Does anyone know what happened to the drop below Black Bear hole. The newer one, downstream of the foot bridge, just to the right of the diversion. I was there last summer/fall, at roughly 120 cfs, and I think at that level, it was a smooth shot down the center channel. I was there today around 150 cfs...I think, and the center channel was a a vertical drop of 1-2 feet maybe, onto a bunch of rough rocks. I was expecting it to be smooth, but the drop was quite abrupt. At the bottom, the flow was coming down the sides, and there wasn't really much of a surf wave at the bottom, which I distintctly remember from last year.

Does anyone know what happened there? Are they working on it again, or did something move over the winter? I think it was more than just a flow level issue. Just wondering if it will get fixed, or if maybe I am just not as observant as I think, and missed sometihng else that is causing it to be so different.


----------



## Dave Frank (Oct 14, 2003)

I haven't seen it recent;y, but hopefully they fixed it. That thing was an evil sticky thing at higher flows. That how is one of the only places I've seen my kid swim! Guessing that was 2014, maybe 15.


----------



## Chief Niwot (Oct 13, 2003)

Are you referring to the A-hole or the drop that was below the a-hole. As Dave mentioned, the drop below the A hole was huge a couple years ago at higher water. I noticed last year that it was changed.


----------



## co_bjread (Oct 26, 2004)

I am referring to the drop below a-hole, a-hole is gone these days, right? There are some rocks on the sides of where it used to be, but the center channel there just flows through without dropping. Maybe it will be different at higher flows. 

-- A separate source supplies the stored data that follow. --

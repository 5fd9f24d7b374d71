use serde::Serialize;

use super::take_batch;
use crate::binary_parsing as bp;
use crate::buffer::BufferReader;
use crate::error::JazelleError;
use crate::vax;

type Result<T> = std::result::Result<T, JazelleError>;

const BANK: &str = "PHKELID";

// The source material's prose gives a 92-byte record size for PHKELID, but
// its field list (id: i32, idstat: i16, prob: i16, plus 22 VAX-float
// likelihoods) sums to 96 bytes; no surviving reference implementation
// exists to reconcile the two. This decoder trusts the enumerated field
// list.
const RECORD_SIZE: usize = 96;
const N_LIKELIHOODS: usize = 22;

/// Particle-identification likelihoods for one track.
#[derive(Debug, Clone, Serialize)]
pub struct PhkelidRecord {
    pub id: i32,
    pub idstat: i16,
    pub prob: i16,
    pub likelihoods: [f32; N_LIKELIHOODS],
}

pub(crate) fn parse(buffer: &mut BufferReader, n: usize) -> Result<Vec<PhkelidRecord>> {
    let raw = take_batch(buffer, BANK, n, RECORD_SIZE)?;

    let mut float_words = Vec::with_capacity(n * N_LIKELIHOODS);
    for chunk in raw.chunks_exact(RECORD_SIZE) {
        for i in 0..N_LIKELIHOODS {
            let off = 8 + i * 4;
            float_words.push(bp::read_u32(&chunk[off..off + 4]));
        }
    }
    let floats = vax::vax_f32_to_ieee_bulk(&float_words);

    let mut out = Vec::with_capacity(n);
    for (i, chunk) in raw.chunks_exact(RECORD_SIZE).enumerate() {
        let id = bp::read_i32(&chunk[0..4]);
        let idstat = bp::read_i16(&chunk[4..6]);
        let prob = bp::read_i16(&chunk[6..8]);

        let f = &floats[i * N_LIKELIHOODS..(i + 1) * N_LIKELIHOODS];
        let mut likelihoods = [0.0f32; N_LIKELIHOODS];
        likelihoods.copy_from_slice(f);

        out.push(PhkelidRecord {
            id,
            idstat,
            prob,
            likelihoods,
        });
    }
    Ok(out)
}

The drop i am referring to is adjacent to the head of the diversion channel. It has the rock benches on either side for spectators, and seems like a nice/newer feature. I played on it with my kids last summer over July 4th weekend, and they did fine in a youth ducky, and I swam it several times. I thought it was a really nice feature. I took my son back to practice crossing the eddies bekow it last fall at 120 cfs, and I surfed it a bit, and it seemed nice then. I then took my wife back at 40 cfs, it was too low to run, but I had her practice crossing the eddy lines and rolling, and i surfed the way, which seemed fine then too. Which, is why i was so surprised to find it so different this past weekend. It was 150 cfs. I ran the center the 1st time down, and wished I hadn't because it felt like it just dropped onto rocks. I was again teaching a friend to get comfortable crossing the eddy lines (his 1st time on moving water), which it was fine for, but there weren't any waves worth surfing. I appreciate your responses, and hope they get it ironed out soon, I have been unjoying that feature.

Sent from my GT-P5113 using Mountain Buzz mobile app


----------



## Nathan (Aug 7, 2004)

The local hooligans, aka slalom paddlers, place boards and sandbags on the crest of the structure in the winter to make the pool upstream marginally deep enough to paddle in. Once runoff starts they'll remove the boards and the center chute will be more pronounced. 

We put a couple boulders downstream of it last year to keep it from being as sticky as it was when Riley swam in it. We hoped to do more, but it wasn't our part of the project and our recommendations weren't really taken into account.


----------



## co_bjread (Oct 26, 2004)

Thanks Nathan, that totally explains it. It did feel like there was some sort of a dam just across the top of the center channel. The water seemed to be flowing around the sides of the center as much as it was flowing over it, but I didn't see any logs or wood sticking out.

If you know when the boards and sand bags get removed, that would be nice to pass along.


----------



## co_bjread (Oct 26, 2004)

Went by again a couple weeks ago, and there were definately 2x8s or something similar damning the center channel of the drop. I also looked tonight, and they are still there, and with 700+ cfs going through, I don't see them getting removed soon. It is basically pushing most of thr water around the center channel. Pretty uncool, and selfish if you ask me. I can see that being a big downer on summer fun for lots of folks, not just the kayakers. Be warry and use caution.

Sent from my GT-P5113 using Mountain Buzz mobile app


----------